Who in their right mind would want to be a narcissist?

Sam Vaknin evidently does. Vaknin, a self-identified narcissist, is a bit different from the average narcissist. He seems to fit the profile in many ways, but he is surprisingly introspective and in 1997, wrote a self-help book called “Malignant Self-Love: Narcissism Revisited. It can be purchased through Amazon or through his own site, but you can also read free excerpts from the PDF version which is also available through his website.

I have read the PDF full version and while it’s extremely long, verbose, and often repetitive (the published version may have better editing but I am not sure), Vaknin tells you everything you want to know about narcissism (and a few things you may not have known) and offers advice to “normals” on how to deal with narcissistic people like himself. He does not glorify narcissists and in fact is quite critical of them. While it appears he wants to help people handle or even cut themselves off from narcissists, one can’t help but wonder if he wrote the book as a way to promote himself and if he might not actually take pride in having the disorder. After all, narcissism has become Vaknin’s claim to fame and he purports himself as an expert on the disorder (which I can’t argue with, despite his lack of professional credentials). It was Vaknin who coined the term “narcissistic supply,” which is now used by bonafide professionals in the field who specialize in NPD.
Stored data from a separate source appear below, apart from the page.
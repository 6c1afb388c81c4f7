//! `YYYY-MM-DD` date range validation.

use super::error::ValidationError;
use chrono::NaiveDate;

/// Longest value a date field accepts.
pub const DATE_LEN: usize = 10;

const DATE_FORMAT: &str = "%Y-%m-%d";

/// Parse a strict `YYYY-MM-DD` date.
pub fn parse_date(value: &str) -> Option<NaiveDate> {
    if value.len() != DATE_LEN {
        return None;
    }
    NaiveDate::parse_from_str(value, DATE_FORMAT).ok()
}

/// Whether `value` is a strict `YYYY-MM-DD` date.
pub fn valid_date(value: &str) -> bool {
    parse_date(value).is_some()
}

/// Whether a character may be typed into a date field.
pub fn is_date_char(c: char) -> bool {
    c.is_ascii_digit() || c == '-'
}

/// Check that both dates parse and `start` is on or before `end`.
pub fn validate_range(start: &str, end: &str) -> Result<(NaiveDate, NaiveDate), ValidationError> {
    let (Some(start), Some(end)) = (parse_date(start), parse_date(end)) else {
        return Err(ValidationError::DateFormat);
    };
    if start > end {
        return Err(ValidationError::DateOrder);
    }
    Ok((start, end))
}
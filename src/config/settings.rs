//! Query settings file (`KEY="value"` per line).
//!
//! Shared with the query scripts, so the format is deliberately plain:
//! blank lines and `#` comments are skipped, the first `=` splits key from
//! value, and surrounding double quotes are stripped. Unknown keys are
//! ignored on load and dropped on save.

use crate::model::StoreError;
use crate::store::atomic::write_atomic;
use std::fmt::Write as _;
use std::path::{Path, PathBuf};
use thiserror::Error;
use tracing::info;

/// Errors reading or writing the settings file.
#[derive(Debug, Error)]
pub enum SettingsError {
    /// The file exists but could not be read.
    #[error("Failed to read settings at {path}: {source}")]
    Read {
        /// Path that failed to read.
        path: PathBuf,
        /// Underlying I/O error.
        #[source]
        source: std::io::Error,
    },

    /// The atomic rewrite failed.
    #[error("Failed to save settings: {0}")]
    Write(#[from] StoreError),
}

/// Values consumed by the flare query and shown in the summary panel.
#[derive(Debug, Clone, PartialEq, Eq, Default)]
pub struct QuerySettings {
    /// Comma list of wavelength codes (`WAVE`).
    pub wave: String,
    /// Range start, `YYYY-MM-DD` (`START`).
    pub start: String,
    /// Range end, `YYYY-MM-DD` (`END`).
    pub end: String,
    /// Archive source (`SOURCE`).
    pub source: String,
    /// Class threshold such as `M1.0`, or `Any` (`FLARE_CLASS`).
    pub flare_class: String,
    /// Comparator value such as `>=` (`COMPARATOR`).
    pub comparator: String,
    /// Contact address for archive requests (`DL_EMAIL`).
    pub dl_email: String,
}

impl QuerySettings {
    /// Parse settings text. Never fails; malformed lines are skipped.
    pub fn parse(text: &str) -> Self {
        let mut settings = Self::default();
        for line in text.lines() {
            let line = line.trim();
            if line.is_empty() || line.starts_with('#') {
                continue;
            }
            let Some((key, value)) = line.split_once('=') else {
                continue;
            };
            let value = value.trim_matches('"').to_string();
            match key.trim() {
                "WAVE" => settings.wave = value,
                "START" => settings.start = value,
                "END" => settings.end = value,
                "SOURCE" => settings.source = value,
                "FLARE_CLASS" => settings.flare_class = value,
                "COMPARATOR" => settings.comparator = value,
                "DL_EMAIL" => settings.dl_email = value,
                _ => {}
            }
        }
        settings
    }

    /// Render in the on-disk format, one quoted value per known key.
    pub fn render(&self) -> String {
        let mut out = String::new();
        for (key, value) in [
            ("WAVE", &self.wave),
            ("START", &self.start),
            ("END", &self.end),
            ("SOURCE", &self.source),
            ("FLARE_CLASS", &self.flare_class),
            ("COMPARATOR", &self.comparator),
            ("DL_EMAIL", &self.dl_email),
        ] {
            let _ = writeln!(out, "{key}=\"{value}\"");
        }
        out
    }
}

/// The settings file on disk.
#[derive(Debug, Clone)]
pub struct SettingsStore {
    path: PathBuf,
}

impl SettingsStore {
    /// Settings backed by `path`.
    pub fn new(path: impl Into<PathBuf>) -> Self {
        Self { path: path.into() }
    }

    /// Location of the settings file.
    pub fn path(&self) -> &Path {
        &self.path
    }

    /// Load settings. A missing file yields empty settings.
    pub fn load(&self) -> Result<QuerySettings, SettingsError> {
        match std::fs::read_to_string(&self.path) {
            Ok(text) => Ok(QuerySettings::parse(&text)),
            Err(e) if e.kind() == std::io::ErrorKind::NotFound => Ok(QuerySettings::default()),
            Err(source) => Err(SettingsError::Read {
                path: self.path.clone(),
                source,
            }),
        }
    }

    /// Atomically replace the settings file.
    pub fn save(&self, settings: &QuerySettings) -> Result<(), SettingsError> {
        write_atomic(&self.path, &settings.render())?;
        info!(path = %self.path.display(), "Saved query settings");
        Ok(())
    }
}
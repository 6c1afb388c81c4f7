//! Application state owned by the event loop.
//!
//! AppState composes the persisted query settings, the cache store, the
//! active [`Mode`], and the transient notice. Handlers in this module's
//! siblings take it by `&mut` and perform every transition synchronously.

use crate::config::{QuerySettings, SettingsError, SettingsStore};
use crate::model::AppError;
use crate::state::mode::{MainMenuState, Mode, SelectorState};
use crate::state::notice::Notice;
use crate::store::RecordStore;
use crate::view_state::layout::{
    mode_layout, table_row_limit, BlockLayout, DELETE_TITLE_ROWS, TABLE_TITLE_ROWS,
};
use tracing::{debug, warn};

/// Ticks a notice stays up when the config does not say otherwise.
pub const DEFAULT_NOTICE_TICKS: u64 = 20;

/// Terminal size assumed until the first resize.
pub const DEFAULT_TERMINAL_SIZE: (u16, u16) = (80, 24);

// ===== AppState =====

/// Application state.
///
/// # State Machine
///
/// Exactly one [`Mode`] is active. The app starts at the main menu and every
/// mode returns there on confirm, cancel, or failure. Returning restores the
/// menu entry that was highlighted when the menu was left.
#[derive(Debug, Clone)]
pub struct AppState {
    settings: QuerySettings,
    settings_store: SettingsStore,
    store: RecordStore,

    /// The active screen.
    pub mode: Mode,

    notice: Option<Notice>,
    notice_ticks: u64,
    frame: u64,
    next_request_id: u64,
    menu_position: usize,
    terminal_size: (u16, u16),
}

impl AppState {
    /// State at the main menu with settings loaded from `settings_store`.
    ///
    /// An unreadable settings file leaves the settings empty and raises a
    /// notice.
    pub fn new(settings_store: SettingsStore, store: RecordStore, notice_ticks: u64) -> Self {
        let mut state = Self {
            settings: QuerySettings::default(),
            settings_store,
            store,
            mode: Mode::MainMenu(MainMenuState::default()),
            notice: None,
            notice_ticks,
            frame: 0,
            next_request_id: 0,
            menu_position: 0,
            terminal_size: DEFAULT_TERMINAL_SIZE,
        };
        match state.settings_store.load() {
            Ok(settings) => state.settings = settings,
            Err(e) => {
                warn!(error = %e, "Could not load query settings");
                state.set_notice(format!("Settings unreadable: {e}"));
            }
        }
        state
    }

    /// Persisted query settings.
    pub fn settings(&self) -> &QuerySettings {
        &self.settings
    }

    /// The flare cache.
    pub fn store(&self) -> &RecordStore {
        &self.store
    }

    /// Apply `edit` to a copy of the settings and save it. The in-memory
    /// settings change only once the write has succeeded.
    pub fn update_settings(
        &mut self,
        edit: impl FnOnce(&mut QuerySettings),
    ) -> Result<(), SettingsError> {
        let mut next = self.settings.clone();
        edit(&mut next);
        self.settings_store.save(&next)?;
        self.settings = next;
        Ok(())
    }

    // ===== Notices =====

    /// Current notice text.
    pub fn notice(&self) -> Option<&str> {
        self.notice.as_ref().map(Notice::message)
    }

    /// Raise a notice, replacing any current one.
    pub fn set_notice(&mut self, message: impl Into<String>) {
        let notice = Notice::new(message, self.frame);
        debug!(notice = notice.message(), "Notice");
        self.notice = Some(notice);
    }

    /// Report a recoverable failure and go back to the main menu.
    pub fn fail(&mut self, context: &str, error: impl Into<AppError>) {
        let error = error.into();
        warn!(error = %error, mode = self.mode.name(), "{context}");
        self.set_notice(format!("{context}: {error}"));
        self.return_to_menu();
    }

    // ===== Timer =====

    /// Frames elapsed since start.
    pub fn frame(&self) -> u64 {
        self.frame
    }

    /// Advance one animation frame: expire the notice and spin the loader.
    pub fn tick(&mut self) {
        self.frame = self.frame.wrapping_add(1);
        if self
            .notice
            .as_ref()
            .is_some_and(|n| n.is_expired(self.frame, self.notice_ticks))
        {
            self.notice = None;
        }
        if let Mode::FlareSelector(SelectorState::Loading { spinner, .. }) = &mut self.mode {
            *spinner = spinner.wrapping_add(1);
        }
    }

    // ===== Transitions =====

    /// Switch to `mode`, remembering the menu position when leaving the menu.
    pub fn enter(&mut self, mode: Mode) {
        if let Mode::MainMenu(menu) = &self.mode {
            self.menu_position = menu.selected;
        }
        debug!(from = self.mode.name(), to = mode.name(), "Mode transition");
        self.mode = mode;
        self.fit_tables();
    }

    /// Back to the main menu with the submenu closed.
    pub fn return_to_menu(&mut self) {
        if let Mode::MainMenu(menu) = &self.mode {
            self.menu_position = menu.selected;
        }
        let menu = MainMenuState::at(self.menu_position);
        self.enter(Mode::MainMenu(menu));
    }

    /// Allocate the id for a new query request.
    pub fn next_request_id(&mut self) -> u64 {
        self.next_request_id += 1;
        self.next_request_id
    }

    // ===== Geometry =====

    /// Record the terminal size.
    pub fn resize(&mut self, width: u16, height: u16) {
        self.terminal_size = (width.max(1), height);
        self.fit_tables();
    }

    /// Shrink the active table to the rows between the summary and the
    /// footer and scroll its cursor back on screen.
    pub fn fit_tables(&mut self) {
        let height = self.terminal_size.1;
        match &mut self.mode {
            Mode::FlareSelector(SelectorState::Ready(table)) => {
                table.row_limit = table_row_limit(height, TABLE_TITLE_ROWS);
                let (length, rows) = (table.records.len(), table.height());
                table.window.ensure_visible(length, rows);
            }
            Mode::CacheViewer(viewer) => {
                viewer.row_limit = table_row_limit(height, TABLE_TITLE_ROWS);
                let (length, rows) = (viewer.records.len(), viewer.height());
                viewer.window.ensure_visible(length, rows);
            }
            Mode::CacheDeleteEditor(delete) => {
                delete.row_limit = table_row_limit(height, DELETE_TITLE_ROWS);
                let (length, rows) = (delete.visible_len(), delete.height());
                delete.window.ensure_visible(length, rows);
            }
            _ => {}
        }
    }

    /// Terminal `(width, height)`.
    pub fn terminal_size(&self) -> (u16, u16) {
        self.terminal_size
    }

    /// Layout of the active mode at the current terminal size.
    pub fn layout(&self) -> BlockLayout {
        mode_layout(&self.mode, self.terminal_size.0, self.terminal_size.1)
    }
}

#[cfg(test)]
#[path = "app_state_tests.rs"]
mod tests;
Most books about narcissistic personality disorder or malignant narcissism are written by doctors, psychologists, or other professionals who deal with them in their practice, so reading such a book by a self-proclaimed narcissist is an odd experience but gives the reader an entirely different perspective about what really makes narcissists tick–and in a way, perhaps a more accurate one.

vakninandbook
Vaknin with a copy of his book.

Vaknin also differs from the garden variety narcissist because of his brutal honesty. Pathological lying is one of the narcissist’s calling cards, but in 2009 Australian filmmaker Ian Walker made a fascinating and somewhat disturbing but at times extremely funny documentary about Vaknin called I, Psychopath. (I highly recommend watching this film, the extended version of which can be viewed on Youtube (I have linked the first section). In the film Vaknin lies about nothing, and in fact he’s as brutally and cruelly honest as Simon Cowell used to be when judging American Idol contestants (I definitely suspect Mr. Cowell is himself a narcissist, but I digress). That being said, there has been some controversy about Mr. Vaknin’s educational credentials. During one of his interviews with a psychologist, she questions him about his degree–he had written on the questionnaire that he has a Ph.D, but it turned out that doctorate is actually from a diploma mill and its validity is questionable at best. So dishonesty is not unknown to Sam Vaknin (as it isn’t unknown to the rest of us).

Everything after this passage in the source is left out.